EXERCISE: Could you filter the records below down to the lines that include the word "monitor"?

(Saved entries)
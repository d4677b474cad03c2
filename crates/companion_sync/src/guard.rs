//! Non-blocking mutual exclusion for periodic passes (queue drain, reconciliation)

use std::sync::atomic::{AtomicBool, Ordering};

/// Flag that at most one holder can own at a time
#[derive(Debug, Default)]
pub struct ExclusiveFlag {
    busy: AtomicBool,
}

impl ExclusiveFlag {
    pub fn new() -> Self {
        Self::default()
    }

    /// Returns `None` when another pass already holds the flag
    pub fn try_acquire(&self) -> Option<ExclusiveGuard<'_>> {
        self.busy
            .compare_exchange(false, true, Ordering::AcqRel, Ordering::Acquire)
            .ok()
            .map(|_| ExclusiveGuard { flag: self })
    }

    pub fn is_held(&self) -> bool {
        self.busy.load(Ordering::Acquire)
    }
}

/// Releases the flag on drop
#[derive(Debug)]
pub struct ExclusiveGuard<'a> {
    flag: &'a ExclusiveFlag,
}

impl Drop for ExclusiveGuard<'_> {
    fn drop(&mut self) {
        self.flag.busy.store(false, Ordering::Release);
    }
}

#[cfg(test)]
mod tests {
    use super::*;

    #[test]
    fn second_acquire_fails_until_release() {
        let flag = ExclusiveFlag::new();
        let guard = flag.try_acquire();
        assert!(guard.is_some());
        assert!(flag.try_acquire().is_none());
        drop(guard);
        assert!(!flag.is_held());
        assert!(flag.try_acquire().is_some());
    }
}
//! Periodic task driver
//!
//! One loop drives the queue drain, the latency ping and the freshness check
//! on their own intervals and reacts to reachability changes as they arrive.
//! Each pass is spawned so a slow send never delays the other timers; the
//! coordinator's guards keep drain and reconciliation passes exclusive.

use crate::config::SyncConfig;
use crate::coordinator::SyncCoordinator;
use std::sync::Arc;
use tokio::sync::watch;
use tokio::task::JoinHandle;
use tokio::time::{interval, MissedTickBehavior};
use tracing::*;

/// Running scheduler; dropping it leaves the loop running until
/// [`SchedulerHandle::shutdown`] is called.
#[derive(Debug)]
pub struct SchedulerHandle {
    shutdown: watch::Sender<bool>,
    task: JoinHandle<()>,
}

impl SchedulerHandle {
    pub async fn shutdown(self) {
        let _ = self.shutdown.send(true);
        if let Err(err) = self.task.await {
            error!(%err, "Sync scheduler task failed");
        }
    }
}

/// Spawn the scheduler. `reachability` carries platform reachability signals;
/// the transport is also polled on every drain tick in case a signal is missed.
pub fn spawn_scheduler(
    coordinator: Arc<SyncCoordinator>,
    reachability: watch::Receiver<bool>,
) -> SchedulerHandle {
    let (shutdown, shutdown_rx) = watch::channel(false);
    let config = coordinator.config().clone();
    let task = tokio::spawn(run(coordinator, config, reachability, shutdown_rx));
    SchedulerHandle { shutdown, task }
}

async fn run(
    coordinator: Arc<SyncCoordinator>,
    config: SyncConfig,
    mut reachability: watch::Receiver<bool>,
    mut shutdown: watch::Receiver<bool>,
) {
    let mut drain = interval(config.queue.drain_interval);
    let mut ping = interval(config.monitor.ping_interval);
    let mut freshness = interval(config.monitor.freshness_check_interval);
    for timer in [&mut drain, &mut ping, &mut freshness] {
        timer.set_missed_tick_behavior(MissedTickBehavior::Skip);
    }
    let mut reachability_open = true;

    info!(
        drain_ms = config.queue.drain_interval.as_millis() as u64,
        ping_ms = config.monitor.ping_interval.as_millis() as u64,
        freshness_ms = config.monitor.freshness_check_interval.as_millis() as u64,
        "Sync scheduler started"
    );

    loop {
        tokio::select! {
            _ = shutdown.changed() => break,
            changed = reachability.changed(), if reachability_open => {
                if changed.is_err() {
                    debug!("Reachability source closed, relying on polling");
                    reachability_open = false;
                    continue;
                }
                let reachable = *reachability.borrow_and_update();
                let coordinator = coordinator.clone();
                tokio::spawn(async move {
                    if let Err(err) = coordinator.handle_reachability(reachable).await {
                        warn!(%err, "Reachability change rejected");
                    }
                });
            }
            _ = drain.tick() => {
                let coordinator = coordinator.clone();
                tokio::spawn(async move {
                    if let Err(err) = coordinator.poll_reachability().await {
                        warn!(%err, "Reachability poll rejected");
                    }
                    coordinator.drain_queue().await;
                });
            }
            _ = ping.tick() => {
                let coordinator = coordinator.clone();
                tokio::spawn(async move {
                    coordinator.measure_latency().await;
                });
            }
            _ = freshness.tick() => {
                let coordinator = coordinator.clone();
                tokio::spawn(async move {
                    coordinator.check_freshness().await;
                });
            }
        }
    }

    info!("Sync scheduler stopped");
}

#[cfg(test)]
mod tests {
    use super::*;
    use crate::clock::ManualClock;
    use crate::inbox::PeerInbox;
    use crate::program::ProgramGenerator;
    use crate::store::MemoryStore;
    use crate::transport::LoopbackTransport;
    use crate::types::{ConnectionState, SyncPriority};
    use serde_json::json;
    use std::time::Duration;
    use tokio::sync::Mutex;

    #[tokio::test(start_paused = true)]
    async fn drains_on_interval_after_reconnect() {
        let transport = Arc::new(LoopbackTransport::new(Arc::new(Mutex::new(PeerInbox::new()))));
        transport.set_reachable(false).await;
        let coordinator = Arc::new(
            SyncCoordinator::new(
                SyncConfig::default(),
                transport.clone(),
                Arc::new(ProgramGenerator),
                Arc::new(MemoryStore::new()),
                Arc::new(ManualClock::new(0)),
            )
            .unwrap(),
        );
        coordinator.start().await.unwrap();
        coordinator.submit("week", json!(2), SyncPriority::UserProgress).await.unwrap();

        let (reachable_tx, reachable_rx) = watch::channel(false);
        let handle = spawn_scheduler(coordinator.clone(), reachable_rx);
        tokio::time::sleep(Duration::from_secs(6)).await;
        assert_eq!(coordinator.pending_operations().await, 1);

        transport.set_reachable(true).await;
        reachable_tx.send(true).unwrap();
        tokio::time::sleep(Duration::from_secs(6)).await;

        assert_eq!(coordinator.pending_operations().await, 0);
        assert_eq!(coordinator.connection_state().await, ConnectionState::Connected);
        assert_eq!(coordinator.resync_count().await, 1);
        handle.shutdown().await;
    }
}
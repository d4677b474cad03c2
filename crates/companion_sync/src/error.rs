//! Synchronization error types

use std::time::Duration;
use thiserror::Error;

/// Result type for sync operations
pub type SyncResult<T> = Result<T, SyncError>;

/// Errors raised by the synchronization engine.
///
/// Transport failures (`TransportUnreachable`, `MessageTimeout`) are expected
/// conditions: the delivery layer converts them into a durable fallback and they
/// are not meant to reach the caller of a coordinator operation.
#[derive(Debug, Error, Clone, PartialEq)]
pub enum SyncError {
    /// The peer is not currently reachable over the immediate channel
    #[error("Peer unreachable")]
    TransportUnreachable,

    /// An immediate send did not complete within its timeout
    #[error("Message timed out after {timeout:?}")]
    MessageTimeout { timeout: Duration },

    /// A message exceeded the channel's payload ceiling
    #[error("Payload too large: {size} bytes exceeds limit of {limit} bytes")]
    PayloadTooLarge { size: usize, limit: usize },

    /// A reconciliation conflict that the active policy could not resolve
    #[error("Reconciliation conflict on key {key}")]
    ReconciliationConflict { key: String },

    /// The same selection generated different sessions on two devices
    #[error("Generation inconsistency for {compilation_id}: local digest {local:016x}, peer digest {remote:016x}")]
    GenerationInconsistency {
        compilation_id: String,
        local: u64,
        remote: u64,
    },

    /// A message failed validation at the deserialization boundary
    #[error("Invalid message: {reason}")]
    InvalidMessage { reason: String },

    /// The requested program selection is not valid
    #[error("Invalid selection: {reason}")]
    InvalidSelection { reason: String },

    /// A connection state transition that the state machine does not allow
    #[error("Invalid state transition from {from} to {to}")]
    InvalidTransition { from: String, to: String },

    /// The authoritative remote store could not be read
    #[error("Remote store error: {reason}")]
    RemoteStore { reason: String },

    /// Persistence errors
    #[error("Storage error: {operation} - {reason}")]
    Storage { operation: String, reason: String },

    /// Encoding errors
    #[error("Serialization error: {reason}")]
    Serialization { reason: String },

    /// Invalid configuration
    #[error("Invalid configuration: {parameter} - {reason}")]
    InvalidConfig { parameter: String, reason: String },
}

impl SyncError {
    /// Whether the delivery layer should route the message to the durable channel
    pub fn triggers_fallback(&self) -> bool {
        matches!(
            self,
            SyncError::TransportUnreachable | SyncError::MessageTimeout { .. }
        )
    }

    /// Check if error is recoverable without user intervention
    pub fn is_recoverable(&self) -> bool {
        match self {
            SyncError::TransportUnreachable => true,
            SyncError::MessageTimeout { .. } => true,
            SyncError::ReconciliationConflict { .. } => true,
            SyncError::RemoteStore { .. } => true,
            SyncError::Storage { .. } => true,

            SyncError::PayloadTooLarge { .. } => false,
            SyncError::GenerationInconsistency { .. } => false,
            SyncError::InvalidMessage { .. } => false,
            SyncError::InvalidSelection { .. } => false,
            SyncError::InvalidTransition { .. } => false,
            SyncError::Serialization { .. } => false,
            SyncError::InvalidConfig { .. } => false,
        }
    }

    /// Get error category for metrics
    pub fn category(&self) -> &'static str {
        match self {
            SyncError::TransportUnreachable => "unreachable",
            SyncError::MessageTimeout { .. } => "timeout",
            SyncError::PayloadTooLarge { .. } => "payload_too_large",
            SyncError::ReconciliationConflict { .. } => "conflict",
            SyncError::GenerationInconsistency { .. } => "generation",
            SyncError::InvalidMessage { .. } => "invalid_message",
            SyncError::InvalidSelection { .. } => "invalid_selection",
            SyncError::InvalidTransition { .. } => "transition",
            SyncError::RemoteStore { .. } => "remote_store",
            SyncError::Storage { .. } => "storage",
            SyncError::Serialization { .. } => "serialization",
            SyncError::InvalidConfig { .. } => "config",
        }
    }
}

impl From<std::io::Error> for SyncError {
    fn from(err: std::io::Error) -> Self {
        SyncError::Storage {
            operation: "io".to_string(),
            reason: err.to_string(),
        }
    }
}

impl From<serde_json::Error> for SyncError {
    fn from(err: serde_json::Error) -> Self {
        SyncError::Serialization {
            reason: err.to_string(),
        }
    }
}

impl From<tokio::time::error::Elapsed> for SyncError {
    fn from(_: tokio::time::error::Elapsed) -> Self {
        SyncError::MessageTimeout {
            timeout: Duration::from_secs(0),
        }
    }
}
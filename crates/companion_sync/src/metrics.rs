//! Prometheus metrics for the sync engine

use lazy_static::lazy_static;
use prometheus::{
    register_histogram_with_registry, register_int_counter_vec_with_registry,
    register_int_counter_with_registry, register_int_gauge_with_registry, Encoder, Histogram,
    IntCounter, IntCounterVec, IntGauge, Registry, TextEncoder,
};

// Create a new registry named `companion_sync`
lazy_static! {
    pub static ref SYNC_REGISTRY: Registry =
        Registry::new_custom(Some("companion_sync".to_string()), None).unwrap();
}

lazy_static! {
    pub static ref PENDING_OPERATIONS: IntGauge = register_int_gauge_with_registry!(
        "pending_operations",
        "Operations buffered in the sync queue",
        SYNC_REGISTRY
    )
    .unwrap();
    pub static ref QUEUE_ENQUEUED: IntCounterVec = register_int_counter_vec_with_registry!(
        "queue_enqueued_total",
        "Operations added to the sync queue",
        &["priority"],
        SYNC_REGISTRY
    )
    .unwrap();
    pub static ref QUEUE_DELIVERED: IntCounterVec = register_int_counter_vec_with_registry!(
        "queue_delivered_total",
        "Operations removed from the sync queue after delivery",
        &["priority"],
        SYNC_REGISTRY
    )
    .unwrap();
    pub static ref TRANSPORT_SENDS: IntCounterVec = register_int_counter_vec_with_registry!(
        "transport_sends_total",
        "Messages handed to the transport by channel and outcome",
        &["channel", "outcome"],
        SYNC_REGISTRY
    )
    .unwrap();
    pub static ref PING_RTT_SECONDS: Histogram = register_histogram_with_registry!(
        "ping_rtt_seconds",
        "Round-trip time of latency pings",
        vec![0.025, 0.05, 0.1, 0.2, 0.3, 0.5, 1.0, 2.5],
        SYNC_REGISTRY
    )
    .unwrap();
    pub static ref BATCH_CHUNKS: IntCounterVec = register_int_counter_vec_with_registry!(
        "batch_chunks_total",
        "Batch chunks attempted by delivery channel",
        &["outcome"],
        SYNC_REGISTRY
    )
    .unwrap();
    pub static ref DELTA_RESYNCS: IntCounterVec = register_int_counter_vec_with_registry!(
        "delta_resyncs_total",
        "Delta resync passes by trigger",
        &["trigger"],
        SYNC_REGISTRY
    )
    .unwrap();
    pub static ref RECONCILIATION_CONFLICTS: IntCounter = register_int_counter_with_registry!(
        "reconciliation_conflicts_total",
        "Keys that differed between the remote store and the local cache",
        SYNC_REGISTRY
    )
    .unwrap();
    pub static ref CONNECTION_STATE: IntGauge = register_int_gauge_with_registry!(
        "connection_state",
        "Current connection state (0=initializing, 1=connected, 2=syncing, 3=offline, 4=error)",
        SYNC_REGISTRY
    )
    .unwrap();
    pub static ref SYNC_ERRORS: IntCounterVec = register_int_counter_vec_with_registry!(
        "errors_total",
        "Errors observed by the sync engine by category",
        &["category"],
        SYNC_REGISTRY
    )
    .unwrap();
}

/// Render every registered metric in the Prometheus text format
pub fn gather_text() -> Result<String, prometheus::Error> {
    let encoder = TextEncoder::new();
    let mut buffer = Vec::new();
    encoder.encode(&SYNC_REGISTRY.gather(), &mut buffer)?;
    Ok(String::from_utf8_lossy(&buffer).into_owned())
}

#[cfg(test)]
mod tests {
    use super::*;

    #[test]
    fn registry_renders_prefixed_names() {
        QUEUE_ENQUEUED.with_label_values(&["metadata"]).inc();
        let text = gather_text().unwrap();
        assert!(text.contains("companion_sync_queue_enqueued_total"));
    }
}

SOLVED EXERCISE:
    let mut ping = interval(config.monitor.ping_interval);
    let mut freshness = interval(config.monitor.freshness_check_interval);
        ping_ms = config.monitor.ping_interval.as_millis() as u64,
        freshness_ms = config.monitor.freshness_check_interval.as_millis() as u64,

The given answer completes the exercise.